Another prominent tidy evaluation method is called tidy selection, which leverages a useful set of modifiers like all_of(), any_of(), starts_with(), and where() to determine which columns a dplyr function will use. The following dplyr functions utilize tidy selection (sometimes in addition to data masking):

  • across()
  • relocate()
  • rename()
  • select()
  • pull()

Tidy evaluation patterns

The following expandable sections cover the most common tidy evaluation techniques and use cases. Click on each heading to learn more about when and how to use each technique.

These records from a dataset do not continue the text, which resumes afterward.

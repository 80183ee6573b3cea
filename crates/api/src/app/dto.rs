use serde::{Deserialize, Serialize};

use trackline_core::{ProjectId, UserId};
use trackline_store::Page;

// -------------------------
// Request DTOs
// -------------------------

#[derive(Debug, Deserialize)]
pub struct LoginRequest {
    pub email: String,
    pub password: String,
}

#[derive(Debug, Deserialize)]
pub struct RegisterRequest {
    pub email: String,
    pub password: String,
    pub name: Option<String>,
    #[serde(default)]
    pub is_admin: bool,
}

#[derive(Debug, Deserialize)]
pub struct CreateProjectRequest {
    pub title: String,
    pub assigned_id: Option<UserId>,
}

#[derive(Debug, Deserialize)]
pub struct CreateIssueRequest {
    pub title: String,
    #[serde(rename = "type")]
    pub kind: String,
    pub status: String,
    /// Optional on the wire so its absence maps to a domain error rather
    /// than a 422 from deserialization.
    pub project_id: Option<ProjectId>,
}

/// `?skip=&limit=` pagination query.
#[derive(Debug, Clone, Copy, Deserialize)]
pub struct ListQuery {
    #[serde(default)]
    pub skip: i64,
    #[serde(default = "default_limit")]
    pub limit: i64,
}

fn default_limit() -> i64 {
    100
}

impl From<ListQuery> for Page {
    /// Negative values are clamped to zero here so both store backends see
    /// valid LIMIT/OFFSET windows.
    fn from(query: ListQuery) -> Self {
        Page {
            skip: query.skip.max(0),
            limit: query.limit.max(0),
        }
    }
}

// -------------------------
// Response DTOs
// -------------------------

#[derive(Debug, Serialize)]
pub struct TokenResponse {
    pub access_token: String,
    pub token_type: &'static str,
    pub expired_minutes: i64,
}
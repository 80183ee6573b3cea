//! JWT issuance and verification (HS256, process-wide secret).

use chrono::{Duration, Utc};
use jsonwebtoken::{Algorithm, DecodingKey, EncodingKey, Header, Validation};
use serde::{Deserialize, Serialize};
use thiserror::Error;

use trackline_core::UserId;

/// Claims carried by an access token: the subject id and expiry.
#[derive(Debug, Clone, PartialEq, Eq, Serialize, Deserialize)]
pub struct Claims {
    /// Subject: the authenticated user's id.
    pub sub: i64,
    /// Expiry as unix seconds.
    pub exp: i64,
}

impl Claims {
    pub fn subject(&self) -> UserId {
        UserId::new(self.sub)
    }
}

#[derive(Debug, Error)]
pub enum TokenError {
    #[error("failed to encode token: {0}")]
    Encode(#[source] jsonwebtoken::errors::Error),

    /// Bad signature, malformed claims, or expired.
    #[error("invalid token")]
    Invalid(#[source] jsonwebtoken::errors::Error),
}

/// Signs and verifies access tokens with a single shared secret.
///
/// Constructed once at startup from configuration and injected wherever
/// tokens are minted or checked.
pub struct TokenSigner {
    encoding: EncodingKey,
    decoding: DecodingKey,
    ttl_minutes: i64,
}

impl TokenSigner {
    pub fn new(secret: &str, ttl_minutes: i64) -> Self {
        Self {
            encoding: EncodingKey::from_secret(secret.as_bytes()),
            decoding: DecodingKey::from_secret(secret.as_bytes()),
            ttl_minutes,
        }
    }

    /// Token lifetime in minutes, echoed in the login response.
    pub fn ttl_minutes(&self) -> i64 {
        self.ttl_minutes
    }

    /// Mint a token for the given subject, expiring `ttl_minutes` from now.
    pub fn issue(&self, subject: UserId) -> Result<String, TokenError> {
        let expires_at = Utc::now() + Duration::minutes(self.ttl_minutes);
        let claims = Claims {
            sub: subject.as_i64(),
            exp: expires_at.timestamp(),
        };

        jsonwebtoken::encode(&Header::new(Algorithm::HS256), &claims, &self.encoding)
            .map_err(TokenError::Encode)
    }

    /// Decode and verify a token, including its expiry.
    pub fn decode(&self, token: &str) -> Result<Claims, TokenError> {
        let mut validation = Validation::new(Algorithm::HS256);
        validation.leeway = 0;

        jsonwebtoken::decode::<Claims>(token, &self.decoding, &validation)
            .map(|data| data.claims)
            .map_err(TokenError::Invalid)
    }
}
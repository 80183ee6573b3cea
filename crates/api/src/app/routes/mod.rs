use axum::{routing::post, Router};

pub mod auth;
pub mod issue;
pub mod project;
pub mod user;

/// Router for all authenticated endpoints.
pub fn router() -> Router {
    Router::new()
        .route("/api/auth/login/test-token", post(auth::test_token))
        .nest("/api/user", user::router())
        .nest("/api/project", project::router())
        .nest("/api/issue", issue::router())
}
use std::sync::Arc;

use axum::{
    extract::State,
    http::HeaderMap,
    middleware::Next,
    response::Response,
};

use trackline_core::Error;
use trackline_service::UserService;

use crate::app::errors;
use crate::context::Actor;

#[derive(Clone)]
pub struct AuthState {
    pub users: Arc<UserService>,
}

/// Resolves the bearer token to an [`Actor`] extension.
///
/// Anything wrong with the token itself is reported as invalid credentials;
/// a valid token whose subject no longer exists surfaces as a missing user.
pub async fn auth_middleware(
    State(state): State<AuthState>,
    mut req: axum::http::Request<axum::body::Body>,
    next: Next,
) -> Response {
    let token = match extract_bearer(req.headers()) {
        Ok(token) => token.to_string(),
        Err(err) => return errors::error_response(err),
    };

    match state.users.authenticate(&token).await {
        Ok(user) => {
            req.extensions_mut().insert(Actor(user));
            next.run(req).await
        }
        Err(err) => errors::error_response(err),
    }
}

fn extract_bearer(headers: &HeaderMap) -> Result<&str, Error> {
    let header = headers
        .get(axum::http::header::AUTHORIZATION)
        .ok_or(Error::InvalidToken)?;

    let header = header.to_str().map_err(|_| Error::InvalidToken)?;

    let token = header
        .strip_prefix("Bearer ")
        .ok_or(Error::InvalidToken)?
        .trim();

    if token.is_empty() {
        return Err(Error::InvalidToken);
    }

    Ok(token)
}

#[cfg(test)]
mod tests {
    use super::*;
    use axum::http::header::AUTHORIZATION;

    #[test]
    fn bearer_extraction() {
        let mut headers = HeaderMap::new();
        assert_eq!(extract_bearer(&headers), Err(Error::InvalidToken));

        headers.insert(AUTHORIZATION, "Basic abc".parse().unwrap());
        assert_eq!(extract_bearer(&headers), Err(Error::InvalidToken));

        headers.insert(AUTHORIZATION, "Bearer ".parse().unwrap());
        assert_eq!(extract_bearer(&headers), Err(Error::InvalidToken));

        headers.insert(AUTHORIZATION, "Bearer tok123".parse().unwrap());
        assert_eq!(extract_bearer(&headers), Ok("tok123"));
    }
}
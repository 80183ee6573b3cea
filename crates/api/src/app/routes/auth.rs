use axum::{extract::Extension, http::StatusCode, response::IntoResponse, Json};

use trackline_core::UserView;

use crate::app::{dto, errors, AppContext};
use crate::context::Actor;

pub async fn login_access_token(
    Extension(ctx): Extension<AppContext>,
    Json(body): Json<dto::LoginRequest>,
) -> axum::response::Response {
    match ctx.users.login(&body.email, &body.password).await {
        Ok(token) => (
            StatusCode::OK,
            Json(dto::TokenResponse {
                access_token: token.access_token,
                token_type: "bearer",
                expired_minutes: token.expired_minutes,
            }),
        )
            .into_response(),
        Err(err) => errors::error_response(err),
    }
}

/// Echo the authenticated user; lets clients verify a stored token.
pub async fn test_token(Extension(actor): Extension<Actor>) -> axum::response::Response {
    (StatusCode::OK, Json(UserView::from(&actor.0))).into_response()
}
//! SMTP delivery via lettre.

use async_trait::async_trait;
use lettre::message::Mailbox;
use lettre::{AsyncSmtpTransport, AsyncTransport, Message, Tokio1Executor};

use crate::{Notifier, NotifyError, StatusChangeNotice};

/// Sends status-change mail through a plain SMTP relay (mailhog-style in
/// dev, a real relay in prod).
pub struct SmtpNotifier {
    transport: AsyncSmtpTransport<Tokio1Executor>,
    sender: Mailbox,
}

impl SmtpNotifier {
    pub fn new(host: &str, port: u16, sender: &str) -> Result<Self, NotifyError> {
        let transport = AsyncSmtpTransport::<Tokio1Executor>::builder_dangerous(host)
            .port(port)
            .build();

        Ok(Self {
            transport,
            sender: sender.parse()?,
        })
    }
}

#[async_trait]
impl Notifier for SmtpNotifier {
    async fn status_changed(&self, notice: StatusChangeNotice) -> Result<(), NotifyError> {
        let message = Message::builder()
            .from(self.sender.clone())
            .to(notice.recipient.parse::<Mailbox>()?)
            .subject(notice.subject())
            .body(notice.body())?;

        self.transport.send(message).await?;
        tracing::info!(issue_id = %notice.issue_id, "status-change mail sent");
        Ok(())
    }
}
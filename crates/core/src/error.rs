//! Domain error model.
//!
//! Every fallible policy/service operation returns one of these variants;
//! the API boundary owns the translation to HTTP status codes and response
//! bodies. Keep this focused on deterministic domain failures — the single
//! `Storage` variant carries anything the persistence backend throws at us.

use thiserror::Error;

/// Result type used across the domain and service layers.
pub type DomainResult<T> = Result<T, Error>;

/// Domain-level error taxonomy.
#[derive(Debug, Error, Clone, PartialEq, Eq)]
pub enum Error {
    /// No user with the given id/email (or the user is soft-deleted).
    #[error("user not found")]
    UserNotFound,

    /// Login credentials did not match the stored hash.
    #[error("wrong password")]
    WrongPassword,

    /// Registration attempted with an email that is already taken.
    #[error("user already exists")]
    UserExists,

    /// Operation reserved for admins was attempted by a regular user.
    #[error("user has no admin privileges")]
    UserNotAdmin,

    /// Bearer token was missing, malformed, expired, or badly signed.
    #[error("could not validate credentials")]
    InvalidToken,

    /// No project with the given id (or the project is soft-deleted).
    #[error("project not found")]
    ProjectNotFound,

    /// No issue with the given id (or the issue is soft-deleted).
    #[error("issue not found")]
    IssueNotFound,

    /// Issue creation without a parent project.
    #[error("project is required")]
    ProjectRequired,

    /// The actor exists but the policy denies the operation. Distinct from
    /// the `*NotFound` variants, which say nothing about permission.
    #[error("not enough permissions")]
    PermissionDenied,

    /// Persistence backend failure (connectivity, constraint, etc).
    #[error("storage failure: {0}")]
    Storage(String),
}

impl Error {
    pub fn storage(msg: impl Into<String>) -> Self {
        Self::Storage(msg.into())
    }
}
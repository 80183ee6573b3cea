use std::sync::Arc;

use anyhow::Context as _;

use trackline_api::app::{build_app, AppContext};
use trackline_api::config::Config;
use trackline_auth::TokenSigner;
use trackline_notify::{NoopNotifier, Notifier, SmtpNotifier};
use trackline_service::{IssueService, ProjectService, UserService};
use trackline_store::PgStore;

#[tokio::main]
async fn main() -> anyhow::Result<()> {
    trackline_observability::init();

    let config = Config::load()?;

    let store = Arc::new(
        PgStore::connect(&config.database.url)
            .await
            .context("connecting to postgres")?,
    );
    store.ensure_schema().await.context("applying schema")?;

    let tokens = Arc::new(TokenSigner::new(
        &config.auth.secret_key,
        config.auth.access_token_expire_minutes,
    ));

    let notifier: Arc<dyn Notifier> = match &config.smtp {
        Some(smtp) => Arc::new(
            SmtpNotifier::new(&smtp.host, smtp.port, &smtp.sender)
                .context("building smtp notifier")?,
        ),
        None => {
            tracing::warn!("no [smtp] section configured; status-change mail disabled");
            Arc::new(NoopNotifier)
        }
    };

    let ctx = AppContext {
        users: Arc::new(UserService::new(store.clone(), tokens)),
        projects: Arc::new(ProjectService::new(store.clone(), store.clone())),
        issues: Arc::new(IssueService::new(
            store.clone(),
            store.clone(),
            store.clone(),
            notifier,
        )),
    };

    let app = build_app(ctx);

    let addr = format!("{}:{}", config.server.host, config.server.port);
    let listener = tokio::net::TcpListener::bind(&addr)
        .await
        .with_context(|| format!("failed to bind {addr}"))?;

    tracing::info!("listening on {}", listener.local_addr()?);

    axum::serve(listener, app).await?;
    Ok(())
}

Next, we will use a real-world data analysis scenario to go into more detail on each technique.

.data[[ ]] pronoun
Category: Data masking

Input format within function(): column_name = "Column_A"

When to use: Your function uses tidyverse functions on column name inputs denoted by strings. Note that in most cases, you cannot use .data[[ ]] on the left-hand side of an operation (i.e. to the left of an = assignment). There's a bit of a funky reason for this that has to do with the fact that .data[[ ]] doesn't actually represent a dataframe; instead it is a construct used to grab data variables in the context of the dataframe being evaluated (here's a great discussion about it on the Posit forum). In other words, it's more or less a "stand-in" for referencing elements of a dataframe.

If you want to perform an operation (using something like mutate()) on a column you'd normally pass to the .data[[ ]] pronoun, you usually have to use the curly-curly braces on the left-hand side:{{ }}. Check out the next expandable section for more information on curly-curly.

Caveat: you can use .data[[ ]] on the left-hand side of a filtering function, like this: filter(.data[[column_name]] == .data[["Column_B"]]). Tricky.

Example structure: mutate(new_column = .data[[ column_name ]] * 2)

curly-curly (a.k.a. embrace) {{ }} and injection :=
Category: Data masking

Input format within function(): column_name = Column_A; column_name = "Column_A"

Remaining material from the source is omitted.